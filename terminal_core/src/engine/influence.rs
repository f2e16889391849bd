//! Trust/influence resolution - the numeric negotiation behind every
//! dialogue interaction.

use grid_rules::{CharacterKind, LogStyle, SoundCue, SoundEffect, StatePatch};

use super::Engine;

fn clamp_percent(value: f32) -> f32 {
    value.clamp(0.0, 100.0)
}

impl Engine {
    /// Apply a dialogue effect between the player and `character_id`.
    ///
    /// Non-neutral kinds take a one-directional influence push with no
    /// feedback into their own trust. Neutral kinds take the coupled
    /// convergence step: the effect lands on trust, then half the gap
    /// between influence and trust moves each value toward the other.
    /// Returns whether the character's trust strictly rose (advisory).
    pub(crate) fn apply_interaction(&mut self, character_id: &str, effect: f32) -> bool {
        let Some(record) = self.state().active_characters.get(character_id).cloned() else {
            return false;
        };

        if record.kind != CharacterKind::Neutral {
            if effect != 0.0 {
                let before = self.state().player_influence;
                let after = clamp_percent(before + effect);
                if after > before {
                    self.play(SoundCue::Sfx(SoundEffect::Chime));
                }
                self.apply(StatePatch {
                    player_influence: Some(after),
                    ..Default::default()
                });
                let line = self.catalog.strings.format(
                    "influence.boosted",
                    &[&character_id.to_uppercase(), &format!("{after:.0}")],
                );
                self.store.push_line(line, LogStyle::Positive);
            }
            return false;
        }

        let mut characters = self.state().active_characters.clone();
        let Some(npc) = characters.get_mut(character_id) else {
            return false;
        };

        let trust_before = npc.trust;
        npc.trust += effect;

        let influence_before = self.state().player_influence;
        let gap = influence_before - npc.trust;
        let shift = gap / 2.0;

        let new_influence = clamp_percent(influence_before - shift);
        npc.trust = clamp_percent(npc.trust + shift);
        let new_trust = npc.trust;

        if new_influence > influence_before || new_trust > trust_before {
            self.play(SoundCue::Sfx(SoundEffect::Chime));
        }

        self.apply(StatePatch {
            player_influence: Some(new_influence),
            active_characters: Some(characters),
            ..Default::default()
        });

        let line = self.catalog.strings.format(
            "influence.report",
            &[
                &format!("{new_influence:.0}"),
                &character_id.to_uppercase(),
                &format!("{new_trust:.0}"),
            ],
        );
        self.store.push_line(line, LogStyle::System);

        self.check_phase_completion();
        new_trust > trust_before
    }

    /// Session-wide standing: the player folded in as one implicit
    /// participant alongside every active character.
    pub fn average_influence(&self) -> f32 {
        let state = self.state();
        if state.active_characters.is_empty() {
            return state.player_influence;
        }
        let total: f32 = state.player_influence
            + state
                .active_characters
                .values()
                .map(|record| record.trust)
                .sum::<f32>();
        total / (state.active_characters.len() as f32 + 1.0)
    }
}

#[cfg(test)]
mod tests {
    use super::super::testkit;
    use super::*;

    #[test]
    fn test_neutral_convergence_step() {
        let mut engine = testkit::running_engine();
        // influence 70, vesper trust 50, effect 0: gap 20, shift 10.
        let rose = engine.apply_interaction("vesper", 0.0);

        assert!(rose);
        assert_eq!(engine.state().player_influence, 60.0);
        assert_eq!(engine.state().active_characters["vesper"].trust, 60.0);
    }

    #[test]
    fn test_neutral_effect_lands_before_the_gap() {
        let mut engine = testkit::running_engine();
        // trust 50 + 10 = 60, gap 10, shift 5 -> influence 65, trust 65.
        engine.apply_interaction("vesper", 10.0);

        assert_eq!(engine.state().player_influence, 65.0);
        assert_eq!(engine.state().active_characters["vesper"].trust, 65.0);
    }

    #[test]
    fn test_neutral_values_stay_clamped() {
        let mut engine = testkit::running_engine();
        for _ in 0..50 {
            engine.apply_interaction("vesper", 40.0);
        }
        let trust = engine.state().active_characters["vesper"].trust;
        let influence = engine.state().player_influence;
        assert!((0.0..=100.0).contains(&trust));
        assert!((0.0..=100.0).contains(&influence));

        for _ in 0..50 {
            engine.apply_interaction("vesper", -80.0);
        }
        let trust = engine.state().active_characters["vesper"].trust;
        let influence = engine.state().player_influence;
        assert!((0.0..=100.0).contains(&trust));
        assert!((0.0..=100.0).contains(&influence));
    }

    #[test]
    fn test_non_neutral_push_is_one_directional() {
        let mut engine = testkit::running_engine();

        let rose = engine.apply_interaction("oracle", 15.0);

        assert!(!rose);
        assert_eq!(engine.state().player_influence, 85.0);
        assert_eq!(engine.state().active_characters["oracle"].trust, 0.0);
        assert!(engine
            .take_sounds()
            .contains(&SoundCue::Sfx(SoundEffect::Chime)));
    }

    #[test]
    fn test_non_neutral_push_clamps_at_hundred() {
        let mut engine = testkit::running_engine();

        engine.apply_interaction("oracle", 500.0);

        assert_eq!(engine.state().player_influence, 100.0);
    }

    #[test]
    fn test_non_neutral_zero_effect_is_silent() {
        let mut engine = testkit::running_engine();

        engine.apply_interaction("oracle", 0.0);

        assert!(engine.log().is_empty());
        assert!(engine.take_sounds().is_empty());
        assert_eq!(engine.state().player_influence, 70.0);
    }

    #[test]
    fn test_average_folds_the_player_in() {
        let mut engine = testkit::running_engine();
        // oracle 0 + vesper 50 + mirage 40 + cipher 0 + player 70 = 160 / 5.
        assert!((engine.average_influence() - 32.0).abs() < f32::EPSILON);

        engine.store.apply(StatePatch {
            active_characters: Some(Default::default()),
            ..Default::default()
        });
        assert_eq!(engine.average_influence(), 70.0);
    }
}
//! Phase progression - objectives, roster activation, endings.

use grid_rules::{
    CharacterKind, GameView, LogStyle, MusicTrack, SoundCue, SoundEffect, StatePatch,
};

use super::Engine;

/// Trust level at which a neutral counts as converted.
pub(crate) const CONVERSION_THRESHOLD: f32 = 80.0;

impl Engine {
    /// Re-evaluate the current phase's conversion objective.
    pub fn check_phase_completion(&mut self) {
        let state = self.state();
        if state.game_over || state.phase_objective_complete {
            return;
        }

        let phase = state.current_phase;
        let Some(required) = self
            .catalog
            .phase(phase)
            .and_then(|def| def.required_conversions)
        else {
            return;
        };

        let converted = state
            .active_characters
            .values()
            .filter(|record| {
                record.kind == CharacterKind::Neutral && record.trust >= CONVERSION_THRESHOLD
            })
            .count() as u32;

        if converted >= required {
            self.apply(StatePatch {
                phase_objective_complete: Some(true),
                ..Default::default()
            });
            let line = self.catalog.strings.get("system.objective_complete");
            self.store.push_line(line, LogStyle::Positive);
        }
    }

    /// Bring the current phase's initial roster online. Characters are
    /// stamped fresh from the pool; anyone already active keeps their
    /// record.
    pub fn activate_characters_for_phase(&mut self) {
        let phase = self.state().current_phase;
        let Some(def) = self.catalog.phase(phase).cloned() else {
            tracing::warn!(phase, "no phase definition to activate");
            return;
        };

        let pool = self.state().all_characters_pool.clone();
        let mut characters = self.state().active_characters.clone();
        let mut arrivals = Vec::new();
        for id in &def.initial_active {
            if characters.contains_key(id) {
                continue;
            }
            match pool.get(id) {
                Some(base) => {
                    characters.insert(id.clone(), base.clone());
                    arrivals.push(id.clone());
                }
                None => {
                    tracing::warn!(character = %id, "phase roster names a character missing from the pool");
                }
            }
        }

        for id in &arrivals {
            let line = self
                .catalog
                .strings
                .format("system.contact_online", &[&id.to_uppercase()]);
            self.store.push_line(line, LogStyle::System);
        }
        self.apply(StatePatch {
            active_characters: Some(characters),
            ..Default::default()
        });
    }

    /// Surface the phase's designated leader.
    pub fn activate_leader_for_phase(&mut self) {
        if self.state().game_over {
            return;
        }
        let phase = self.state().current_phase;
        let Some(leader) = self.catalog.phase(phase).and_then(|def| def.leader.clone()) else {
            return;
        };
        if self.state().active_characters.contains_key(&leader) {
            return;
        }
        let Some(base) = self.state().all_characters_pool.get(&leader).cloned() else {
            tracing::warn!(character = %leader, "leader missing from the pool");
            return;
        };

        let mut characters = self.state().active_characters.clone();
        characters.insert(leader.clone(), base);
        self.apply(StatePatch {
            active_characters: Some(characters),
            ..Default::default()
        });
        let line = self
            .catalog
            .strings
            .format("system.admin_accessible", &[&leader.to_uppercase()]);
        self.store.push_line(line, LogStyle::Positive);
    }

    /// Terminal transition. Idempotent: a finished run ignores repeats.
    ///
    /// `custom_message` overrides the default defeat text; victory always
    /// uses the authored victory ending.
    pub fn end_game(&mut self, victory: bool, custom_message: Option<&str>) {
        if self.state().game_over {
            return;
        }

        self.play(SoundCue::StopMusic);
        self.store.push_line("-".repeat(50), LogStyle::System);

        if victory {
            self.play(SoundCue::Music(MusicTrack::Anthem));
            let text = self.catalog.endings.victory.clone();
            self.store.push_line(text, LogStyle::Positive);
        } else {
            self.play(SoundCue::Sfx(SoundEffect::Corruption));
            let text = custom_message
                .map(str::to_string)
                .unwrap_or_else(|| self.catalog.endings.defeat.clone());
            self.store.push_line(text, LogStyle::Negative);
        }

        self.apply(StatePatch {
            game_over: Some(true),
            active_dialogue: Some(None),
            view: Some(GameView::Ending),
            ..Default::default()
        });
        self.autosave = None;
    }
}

+ + + + + + +

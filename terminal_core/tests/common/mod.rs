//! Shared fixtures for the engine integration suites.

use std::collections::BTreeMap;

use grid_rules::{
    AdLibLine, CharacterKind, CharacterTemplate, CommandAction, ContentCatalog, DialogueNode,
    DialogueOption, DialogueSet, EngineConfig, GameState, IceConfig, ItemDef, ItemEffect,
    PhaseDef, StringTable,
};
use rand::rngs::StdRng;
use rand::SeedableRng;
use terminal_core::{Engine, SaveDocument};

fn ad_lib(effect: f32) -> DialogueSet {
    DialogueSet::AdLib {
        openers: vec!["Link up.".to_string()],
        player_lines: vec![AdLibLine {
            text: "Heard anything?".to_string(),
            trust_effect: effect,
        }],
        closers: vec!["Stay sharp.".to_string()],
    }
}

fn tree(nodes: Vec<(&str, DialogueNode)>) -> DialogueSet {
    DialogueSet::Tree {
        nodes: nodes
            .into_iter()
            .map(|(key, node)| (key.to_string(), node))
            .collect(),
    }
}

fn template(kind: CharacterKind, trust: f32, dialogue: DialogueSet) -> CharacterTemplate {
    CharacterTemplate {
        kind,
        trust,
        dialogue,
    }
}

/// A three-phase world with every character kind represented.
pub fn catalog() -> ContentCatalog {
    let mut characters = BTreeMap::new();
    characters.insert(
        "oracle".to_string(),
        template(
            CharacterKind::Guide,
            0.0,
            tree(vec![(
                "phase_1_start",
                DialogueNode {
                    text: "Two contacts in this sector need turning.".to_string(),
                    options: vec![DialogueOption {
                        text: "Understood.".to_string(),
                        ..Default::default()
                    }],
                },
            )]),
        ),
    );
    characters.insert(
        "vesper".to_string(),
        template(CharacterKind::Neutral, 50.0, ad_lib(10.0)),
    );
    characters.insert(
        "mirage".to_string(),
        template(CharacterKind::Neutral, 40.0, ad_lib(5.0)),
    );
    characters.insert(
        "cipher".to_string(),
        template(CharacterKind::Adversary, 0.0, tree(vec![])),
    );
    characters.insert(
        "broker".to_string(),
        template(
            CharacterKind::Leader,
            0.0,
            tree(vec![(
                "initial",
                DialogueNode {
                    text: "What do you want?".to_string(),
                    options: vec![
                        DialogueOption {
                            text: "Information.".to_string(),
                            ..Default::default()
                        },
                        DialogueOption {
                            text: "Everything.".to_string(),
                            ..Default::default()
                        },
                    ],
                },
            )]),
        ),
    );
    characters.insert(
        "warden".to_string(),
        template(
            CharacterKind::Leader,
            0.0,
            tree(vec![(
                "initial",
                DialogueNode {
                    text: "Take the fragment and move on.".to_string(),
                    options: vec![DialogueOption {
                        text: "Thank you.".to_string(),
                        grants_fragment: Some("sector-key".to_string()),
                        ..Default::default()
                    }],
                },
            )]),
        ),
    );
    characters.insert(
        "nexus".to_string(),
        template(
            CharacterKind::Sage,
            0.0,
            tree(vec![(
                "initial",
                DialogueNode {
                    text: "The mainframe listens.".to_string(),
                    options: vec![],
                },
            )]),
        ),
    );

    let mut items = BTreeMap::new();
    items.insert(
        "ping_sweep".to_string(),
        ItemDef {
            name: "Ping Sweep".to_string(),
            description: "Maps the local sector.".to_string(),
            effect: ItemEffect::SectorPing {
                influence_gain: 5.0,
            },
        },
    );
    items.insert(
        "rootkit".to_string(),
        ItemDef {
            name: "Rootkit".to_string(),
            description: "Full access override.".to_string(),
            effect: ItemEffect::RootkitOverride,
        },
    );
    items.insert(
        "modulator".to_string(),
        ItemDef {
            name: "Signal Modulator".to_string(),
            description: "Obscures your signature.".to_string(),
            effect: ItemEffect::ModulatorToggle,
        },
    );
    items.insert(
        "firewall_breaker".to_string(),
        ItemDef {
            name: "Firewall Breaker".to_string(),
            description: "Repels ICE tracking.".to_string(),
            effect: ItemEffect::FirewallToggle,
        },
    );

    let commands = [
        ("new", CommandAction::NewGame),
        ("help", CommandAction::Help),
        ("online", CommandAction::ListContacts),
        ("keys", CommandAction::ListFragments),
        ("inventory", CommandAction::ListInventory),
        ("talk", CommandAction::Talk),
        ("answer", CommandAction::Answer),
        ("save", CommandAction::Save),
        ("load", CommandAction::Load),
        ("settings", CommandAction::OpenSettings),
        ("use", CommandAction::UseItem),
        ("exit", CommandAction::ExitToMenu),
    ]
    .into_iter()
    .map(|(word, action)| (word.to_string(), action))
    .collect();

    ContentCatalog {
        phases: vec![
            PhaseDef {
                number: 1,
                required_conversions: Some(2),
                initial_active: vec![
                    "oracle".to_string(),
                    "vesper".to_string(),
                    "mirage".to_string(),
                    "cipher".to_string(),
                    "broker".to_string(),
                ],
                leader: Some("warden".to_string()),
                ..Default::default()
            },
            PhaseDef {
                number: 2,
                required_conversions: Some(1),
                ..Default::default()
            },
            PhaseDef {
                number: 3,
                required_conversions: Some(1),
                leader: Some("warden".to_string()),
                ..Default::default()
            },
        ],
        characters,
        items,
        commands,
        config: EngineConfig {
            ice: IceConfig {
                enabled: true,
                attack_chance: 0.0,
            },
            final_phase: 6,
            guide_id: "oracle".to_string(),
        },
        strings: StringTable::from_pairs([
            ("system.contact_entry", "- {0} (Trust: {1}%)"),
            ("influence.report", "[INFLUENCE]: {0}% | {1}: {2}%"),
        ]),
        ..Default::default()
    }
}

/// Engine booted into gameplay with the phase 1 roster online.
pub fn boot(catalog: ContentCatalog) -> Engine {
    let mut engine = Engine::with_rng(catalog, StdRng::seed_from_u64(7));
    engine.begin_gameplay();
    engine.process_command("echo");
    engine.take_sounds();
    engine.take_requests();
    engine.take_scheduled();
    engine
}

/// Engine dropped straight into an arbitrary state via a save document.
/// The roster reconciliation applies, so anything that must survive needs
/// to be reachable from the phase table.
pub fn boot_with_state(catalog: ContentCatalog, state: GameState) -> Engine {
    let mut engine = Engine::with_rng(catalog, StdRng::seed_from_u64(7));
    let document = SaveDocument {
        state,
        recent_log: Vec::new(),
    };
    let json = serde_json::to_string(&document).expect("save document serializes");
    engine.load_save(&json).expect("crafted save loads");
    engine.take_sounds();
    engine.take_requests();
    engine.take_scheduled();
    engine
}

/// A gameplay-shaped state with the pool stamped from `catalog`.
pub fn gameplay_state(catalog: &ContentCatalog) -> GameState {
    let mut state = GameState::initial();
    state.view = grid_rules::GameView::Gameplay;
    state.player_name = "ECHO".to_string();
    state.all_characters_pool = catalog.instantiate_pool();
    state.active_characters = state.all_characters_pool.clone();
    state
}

+ + + + + + +

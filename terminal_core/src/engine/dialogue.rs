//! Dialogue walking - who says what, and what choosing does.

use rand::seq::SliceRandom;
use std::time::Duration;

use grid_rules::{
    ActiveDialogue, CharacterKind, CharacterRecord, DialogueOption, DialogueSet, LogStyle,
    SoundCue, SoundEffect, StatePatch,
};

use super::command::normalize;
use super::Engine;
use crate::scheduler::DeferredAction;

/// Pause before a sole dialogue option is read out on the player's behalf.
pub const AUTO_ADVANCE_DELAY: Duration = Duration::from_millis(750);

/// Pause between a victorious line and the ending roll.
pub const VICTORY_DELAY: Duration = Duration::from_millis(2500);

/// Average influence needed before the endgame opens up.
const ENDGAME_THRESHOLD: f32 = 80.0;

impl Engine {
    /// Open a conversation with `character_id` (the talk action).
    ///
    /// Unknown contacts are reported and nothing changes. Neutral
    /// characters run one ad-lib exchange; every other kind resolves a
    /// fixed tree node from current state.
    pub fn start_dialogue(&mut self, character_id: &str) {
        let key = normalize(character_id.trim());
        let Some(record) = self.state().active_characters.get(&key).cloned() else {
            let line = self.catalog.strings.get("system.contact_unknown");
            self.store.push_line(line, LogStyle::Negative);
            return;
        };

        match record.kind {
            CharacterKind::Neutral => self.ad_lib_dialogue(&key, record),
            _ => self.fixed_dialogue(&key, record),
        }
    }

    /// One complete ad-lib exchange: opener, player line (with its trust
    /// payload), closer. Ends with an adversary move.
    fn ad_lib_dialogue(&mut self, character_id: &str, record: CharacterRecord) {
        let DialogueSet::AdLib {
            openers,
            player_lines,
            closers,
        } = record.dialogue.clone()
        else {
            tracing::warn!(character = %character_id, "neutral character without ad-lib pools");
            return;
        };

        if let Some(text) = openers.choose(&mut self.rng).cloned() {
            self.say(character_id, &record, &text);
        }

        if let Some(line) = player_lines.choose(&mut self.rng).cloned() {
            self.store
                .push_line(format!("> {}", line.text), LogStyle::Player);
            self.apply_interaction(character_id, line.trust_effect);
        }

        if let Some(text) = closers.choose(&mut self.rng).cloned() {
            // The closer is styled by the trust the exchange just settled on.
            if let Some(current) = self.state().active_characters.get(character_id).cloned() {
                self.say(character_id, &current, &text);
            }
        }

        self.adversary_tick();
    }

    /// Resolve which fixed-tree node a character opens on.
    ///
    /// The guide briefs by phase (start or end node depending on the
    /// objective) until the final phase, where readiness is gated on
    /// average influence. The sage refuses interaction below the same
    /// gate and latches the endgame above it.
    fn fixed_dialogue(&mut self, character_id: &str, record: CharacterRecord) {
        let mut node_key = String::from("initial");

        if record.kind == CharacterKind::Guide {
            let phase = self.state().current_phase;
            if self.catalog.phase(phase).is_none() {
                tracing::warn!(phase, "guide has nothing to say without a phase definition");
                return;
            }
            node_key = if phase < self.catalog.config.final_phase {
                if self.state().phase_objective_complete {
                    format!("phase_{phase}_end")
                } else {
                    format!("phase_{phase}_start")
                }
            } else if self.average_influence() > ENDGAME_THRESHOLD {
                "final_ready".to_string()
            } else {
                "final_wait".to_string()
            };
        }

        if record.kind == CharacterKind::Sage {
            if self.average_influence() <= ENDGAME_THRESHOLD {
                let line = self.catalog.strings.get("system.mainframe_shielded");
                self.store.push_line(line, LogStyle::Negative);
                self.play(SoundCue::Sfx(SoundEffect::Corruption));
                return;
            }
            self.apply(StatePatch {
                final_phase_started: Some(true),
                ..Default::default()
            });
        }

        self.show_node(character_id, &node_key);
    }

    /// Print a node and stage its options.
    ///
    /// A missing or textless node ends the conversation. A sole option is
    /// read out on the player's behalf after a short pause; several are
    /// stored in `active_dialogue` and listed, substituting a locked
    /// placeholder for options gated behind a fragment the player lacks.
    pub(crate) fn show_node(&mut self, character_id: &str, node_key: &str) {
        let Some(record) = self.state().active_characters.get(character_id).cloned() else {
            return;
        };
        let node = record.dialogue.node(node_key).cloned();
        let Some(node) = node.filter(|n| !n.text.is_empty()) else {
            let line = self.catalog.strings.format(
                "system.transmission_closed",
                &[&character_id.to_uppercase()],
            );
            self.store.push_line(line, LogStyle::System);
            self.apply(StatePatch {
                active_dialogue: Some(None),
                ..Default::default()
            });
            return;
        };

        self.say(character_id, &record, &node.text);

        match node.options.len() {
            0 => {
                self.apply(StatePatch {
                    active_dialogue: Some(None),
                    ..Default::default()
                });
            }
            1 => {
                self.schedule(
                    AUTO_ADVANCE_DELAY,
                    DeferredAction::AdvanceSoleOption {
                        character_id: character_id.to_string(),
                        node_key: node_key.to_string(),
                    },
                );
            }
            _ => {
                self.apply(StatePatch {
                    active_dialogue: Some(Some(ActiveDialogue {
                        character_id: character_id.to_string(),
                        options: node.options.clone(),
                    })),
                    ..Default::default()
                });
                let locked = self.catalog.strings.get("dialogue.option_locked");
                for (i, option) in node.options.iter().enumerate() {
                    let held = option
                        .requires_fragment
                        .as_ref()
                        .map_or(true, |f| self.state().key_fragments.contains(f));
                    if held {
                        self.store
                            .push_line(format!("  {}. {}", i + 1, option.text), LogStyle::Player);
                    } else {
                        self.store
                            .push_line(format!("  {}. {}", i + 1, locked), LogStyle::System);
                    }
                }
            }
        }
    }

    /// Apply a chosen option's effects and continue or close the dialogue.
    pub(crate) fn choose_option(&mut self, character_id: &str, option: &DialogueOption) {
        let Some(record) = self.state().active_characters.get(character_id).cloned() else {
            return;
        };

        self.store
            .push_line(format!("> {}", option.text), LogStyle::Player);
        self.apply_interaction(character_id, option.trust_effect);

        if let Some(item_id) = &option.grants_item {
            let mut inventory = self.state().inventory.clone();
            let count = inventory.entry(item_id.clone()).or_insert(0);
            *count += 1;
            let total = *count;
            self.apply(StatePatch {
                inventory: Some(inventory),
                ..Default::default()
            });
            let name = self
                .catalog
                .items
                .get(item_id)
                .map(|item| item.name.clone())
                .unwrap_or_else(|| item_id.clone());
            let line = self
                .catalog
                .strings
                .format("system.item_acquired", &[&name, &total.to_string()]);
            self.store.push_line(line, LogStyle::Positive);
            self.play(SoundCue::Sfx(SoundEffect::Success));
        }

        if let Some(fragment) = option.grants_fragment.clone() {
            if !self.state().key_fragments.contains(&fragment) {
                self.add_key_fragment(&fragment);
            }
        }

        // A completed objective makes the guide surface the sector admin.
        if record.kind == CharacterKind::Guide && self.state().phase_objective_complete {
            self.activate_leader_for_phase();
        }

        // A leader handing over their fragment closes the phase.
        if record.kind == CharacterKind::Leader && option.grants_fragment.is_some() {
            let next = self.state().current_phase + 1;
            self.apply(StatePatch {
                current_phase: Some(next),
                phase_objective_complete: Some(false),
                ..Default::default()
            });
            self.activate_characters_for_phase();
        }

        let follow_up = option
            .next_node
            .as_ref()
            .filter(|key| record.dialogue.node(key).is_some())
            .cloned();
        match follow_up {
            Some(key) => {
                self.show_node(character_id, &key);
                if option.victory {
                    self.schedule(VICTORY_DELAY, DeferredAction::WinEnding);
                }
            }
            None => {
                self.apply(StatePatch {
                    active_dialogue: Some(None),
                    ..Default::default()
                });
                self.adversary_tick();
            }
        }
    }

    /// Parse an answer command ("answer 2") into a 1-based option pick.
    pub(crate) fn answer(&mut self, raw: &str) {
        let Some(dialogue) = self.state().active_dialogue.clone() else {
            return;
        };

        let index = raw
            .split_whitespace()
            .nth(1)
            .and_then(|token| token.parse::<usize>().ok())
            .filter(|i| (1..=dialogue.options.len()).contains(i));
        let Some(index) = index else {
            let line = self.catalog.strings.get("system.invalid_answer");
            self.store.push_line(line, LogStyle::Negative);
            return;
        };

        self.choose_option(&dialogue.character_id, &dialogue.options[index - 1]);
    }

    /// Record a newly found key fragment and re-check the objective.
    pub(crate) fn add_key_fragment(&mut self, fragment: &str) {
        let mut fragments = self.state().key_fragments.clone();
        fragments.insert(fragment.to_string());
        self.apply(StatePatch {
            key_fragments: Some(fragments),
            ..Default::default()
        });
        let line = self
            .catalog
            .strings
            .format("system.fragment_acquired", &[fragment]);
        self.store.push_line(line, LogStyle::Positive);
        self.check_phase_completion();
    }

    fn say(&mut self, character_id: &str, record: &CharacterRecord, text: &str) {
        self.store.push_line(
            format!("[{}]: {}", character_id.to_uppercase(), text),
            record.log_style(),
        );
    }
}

+ + + + + + +

[The problem]
Copy out the range of lines above starting at the line with "filename terminal_core/src/engine/influence.rs" and ending at the line with "strictly rose (advisory).", exactly and including both.

[Task output]
filename terminal_core/src/engine/influence.rs
repository f2e16889391849bd
//! Trust/influence resolution - the numeric negotiation behind every
//! dialogue interaction.

use grid_rules::{CharacterKind, LogStyle, SoundCue, SoundEffect, StatePatch};

use super::Engine;

fn clamp_percent(value: f32) -> f32 {
    value.clamp(0.0, 100.0)
}

impl Engine {
    /// Apply a dialogue effect between the player and `character_id`.
    ///
    /// Non-neutral kinds take a one-directional influence push with no
    /// feedback into their own trust. Neutral kinds take the coupled
    /// convergence step: the effect lands on trust, then half the gap
    /// between influence and trust moves each value toward the other.
    /// Returns whether the character's trust strictly rose (advisory).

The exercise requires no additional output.